▸ **EXERCISE AIM**
Locate the line that contains "tracker's single precision.", then copy it and all later lines of the data below exactly, through the last one.

Stored items from a collection
○ ○ ○ ○ ○ ○ ○

use tapeline::anchors::{AnchorEvent, AnchorId, PlaneAnchorTracker};
use tapeline::geometry::WorldPoint;
use tapeline::measure::{MeasureSession, SessionState, SessionStatus, TrackingState};

/// Rigid world transform with the hit position in the translation column,
/// as delivered by a ray-cast against a detected plane.
fn hit_transform(x: f32, y: f32, z: f32) -> [[f32; 4]; 4] {
    [
        [1.0, 0.0, 0.0, 0.0],
        [0.0, 1.0, 0.0, 0.0],
        [0.0, 0.0, 1.0, 0.0],
        [x, y, z, 1.0],
    ]
}

#[test]
fn measuring_screen_walkthrough() -> Result<(), Box<dyn std::error::Error>> {
    // The screen comes up before the first tracking callback.
    let mut label = SessionStatus::default();
    assert_eq!(label.to_string(), "Loading...");

    // Camera warms up while the user scans the room.
    label = TrackingState::Limited.into();
    assert_eq!(label.to_string(), "Analyzing");
    label = TrackingState::Normal.into();
    assert_eq!(label.to_string(), "Ready");

    // The floor plane is detected and then refined as coverage grows.
    let mut planes = PlaneAnchorTracker::new();
    let floor = AnchorId::new("floor");
    planes.apply(AnchorEvent::Added {
        id: floor.clone(),
        extent_x: 0.6,
        extent_z: 0.4,
        center: WorldPoint::new(0.0, -1.3, -0.2),
    })?;
    planes.apply(AnchorEvent::Updated {
        id: floor.clone(),
        extent_x: 1.8,
        extent_z: 1.1,
        center: WorldPoint::new(0.1, -1.31, -0.4),
    })?;
    let rect = planes.get(&floor).expect("floor is tracked");
    assert_eq!(rect.width, 1.8);
    assert_eq!(rect.height, 1.1);

    // First tap drops a marker with nothing to measure against.
    let mut session = MeasureSession::new();
    let first =
        session.place_point(WorldPoint::from_world_transform(&hit_transform(0.0, 0.0, 0.0)));
    assert!(first.measurement.is_none());
    assert_eq!(session.state(), SessionState::Tracking);

    // Second tap lands one foot away and reads in inches.
    let second =
        session.place_point(WorldPoint::from_world_transform(&hit_transform(0.0, 0.0, 0.3048)));
    let measurement = second.measurement.expect("second tap measures");
    assert_eq!(measurement.label, "Distance: 12.000 inches");
    label = SessionStatus::Distance(measurement.distance);
    assert_eq!(label.to_string(), "Distance: 12.000 inches");

    // Third tap lands half a meter further and tips the readout into feet.
    let third =
        session.place_point(WorldPoint::from_world_transform(&hit_transform(0.0, 0.0, 0.8048)));
    let measurement = third.measurement.expect("third tap measures");
    assert_eq!(measurement.label, "Distance: 1.640 feet");
    assert_eq!(session.segments().count(), 2);

    // The plane goes away; a second removal for the same id stays silent.
    assert!(planes.apply(AnchorEvent::Removed { id: floor.clone() })?.is_some());
    assert!(planes.apply(AnchorEvent::Removed { id: floor })?.is_none());

    // Restarting the session drops every marker and tracked plane.
    session.clear();
    planes.clear();
    assert_eq!(session.state(), SessionState::Empty);
    assert_eq!(session.segments().count(), 0);
    assert!(planes.is_empty());

    Ok(())
}

#[test]
fn chained_taps_measure_consecutive_pairs() {
    let mut session = MeasureSession::new();

    let taps = [
        WorldPoint::new(0.0, 0.0, 0.0),
        WorldPoint::new(0.1016, 0.0, 0.0),
        WorldPoint::new(0.1016, 0.2032, 0.0),
    ];

    let mut labels = Vec::new();
    for tap in taps {
        if let Some(m) = session.place_point(tap).measurement {
            labels.push(m.label);
        }
    }

    // Each new marker measures against its direct predecessor only.
    assert_eq!(labels, vec!["Distance: 4.000 inches", "Distance: 8.000 inches"]);
}
#![doc = include_str!(concat!("../", env!("CARGO_PKG_README")))]

#[doc(inline)]
pub use tapeline_geometry as geometry;

#[doc(inline)]
pub use tapeline_measure as measure;

#[doc(inline)]
pub use tapeline_anchors as anchors;
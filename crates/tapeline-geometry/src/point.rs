/// A position in the AR world frame with x, y, and z coordinates in meters.
///
/// The world frame is the camera-relative coordinate space supplied by the
/// host tracking service. Points are created once per accepted tap and never
/// mutated afterwards.
#[derive(Debug, Clone, Copy, PartialEq, Default, serde::Serialize, serde::Deserialize)]
pub struct WorldPoint {
    /// x coordinate in meters.
    pub x: f64,
    /// y coordinate in meters.
    pub y: f64,
    /// z coordinate in meters.
    pub z: f64,
}

impl WorldPoint {
    /// The world-frame origin.
    pub const ORIGIN: Self = Self {
        x: 0.0,
        y: 0.0,
        z: 0.0,
    };

    /// Create a new point from its coordinates.
    pub fn new(x: f64, y: f64, z: f64) -> Self {
        Self { x, y, z }
    }

    /// Create a new point from an array of 3 f64 values.
    pub fn from_array(array: &[f64; 3]) -> Self {
        Self {
            x: array[0],
            y: array[1],
            z: array[2],
        }
    }

    /// Return the coordinates as an array.
    pub fn to_array(self) -> [f64; 3] {
        [self.x, self.y, self.z]
    }

    /// Extract the position from a column-major 4x4 world transform.
    ///
    /// Hit-test services report a tapped feature point as a rigid transform
    /// in the world frame; the position is the translation column (the last
    /// column). Coordinates are widened from the tracker's single precision.
    pub fn from_world_transform(transform: &[[f32; 4]; 4]) -> Self {
        let translation = transform[3];
        Self {
            x: translation[0] as f64,
            y: translation[1] as f64,
            z: translation[2] as f64,
        }
    }

    /// Euclidean distance to another point, in meters.
    ///
    /// Computed as `sqrt(dx^2 + dy^2 + dz^2)`. The distance is symmetric in
    /// its two endpoints and zero for identical points. Non-finite
    /// coordinates are not rejected; they propagate into the result.
    pub fn distance_to(&self, destination: &WorldPoint) -> f64 {
        let dx = destination.x - self.x;
        let dy = destination.y - self.y;
        let dz = destination.z - self.z;
        (dx * dx + dy * dy + dz * dz).sqrt()
    }

    /// The point halfway between this point and another.
    pub fn midpoint(&self, other: &WorldPoint) -> WorldPoint {
        WorldPoint {
            x: (self.x + other.x) / 2.0,
            y: (self.y + other.y) / 2.0,
            z: (self.z + other.z) / 2.0,
        }
    }

    /// Whether all three coordinates are finite.
    ///
    /// Callers that want to reject degenerate hit-test results can check
    /// this before handing the point to a measuring session; the session
    /// itself stays permissive.
    pub fn is_finite(&self) -> bool {
        self.x.is_finite() && self.y.is_finite() && self.z.is_finite()
    }
}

○ ○ ○ ○ ○ ○ ○

▸ **SOLUTION**
    /// column). Coordinates are widened from the tracker's single precision.
    pub fn from_world_transform(transform: &[[f32; 4]; 4]) -> Self {
        let translation = transform[3];
        Self {
            x: translation[0] as f64,
            y: translation[1] as f64,
            z: translation[2] as f64,
        }
    }

    /// Euclidean distance to another point, in meters.
    ///
    /// Computed as `sqrt(dx^2 + dy^2 + dz^2)`. The distance is symmetric in
    /// its two endpoints and zero for identical points. Non-finite
    /// coordinates are not rejected; they propagate into the result.
    pub fn distance_to(&self, destination: &WorldPoint) -> f64 {
        let dx = destination.x - self.x;
        let dy = destination.y - self.y;
        let dz = destination.z - self.z;
        (dx * dx + dy * dy + dz * dz).sqrt()
    }

    /// The point halfway between this point and another.
    pub fn midpoint(&self, other: &WorldPoint) -> WorldPoint {
        WorldPoint {
            x: (self.x + other.x) / 2.0,
            y: (self.y + other.y) / 2.0,
            z: (self.z + other.z) / 2.0,
        }
    }

    /// Whether all three coordinates are finite.
    ///
    /// Callers that want to reject degenerate hit-test results can check
    /// this before handing the point to a measuring session; the session
    /// itself stays permissive.
    pub fn is_finite(&self) -> bool {
        self.x.is_finite() && self.y.is_finite() && self.z.is_finite()
    }
}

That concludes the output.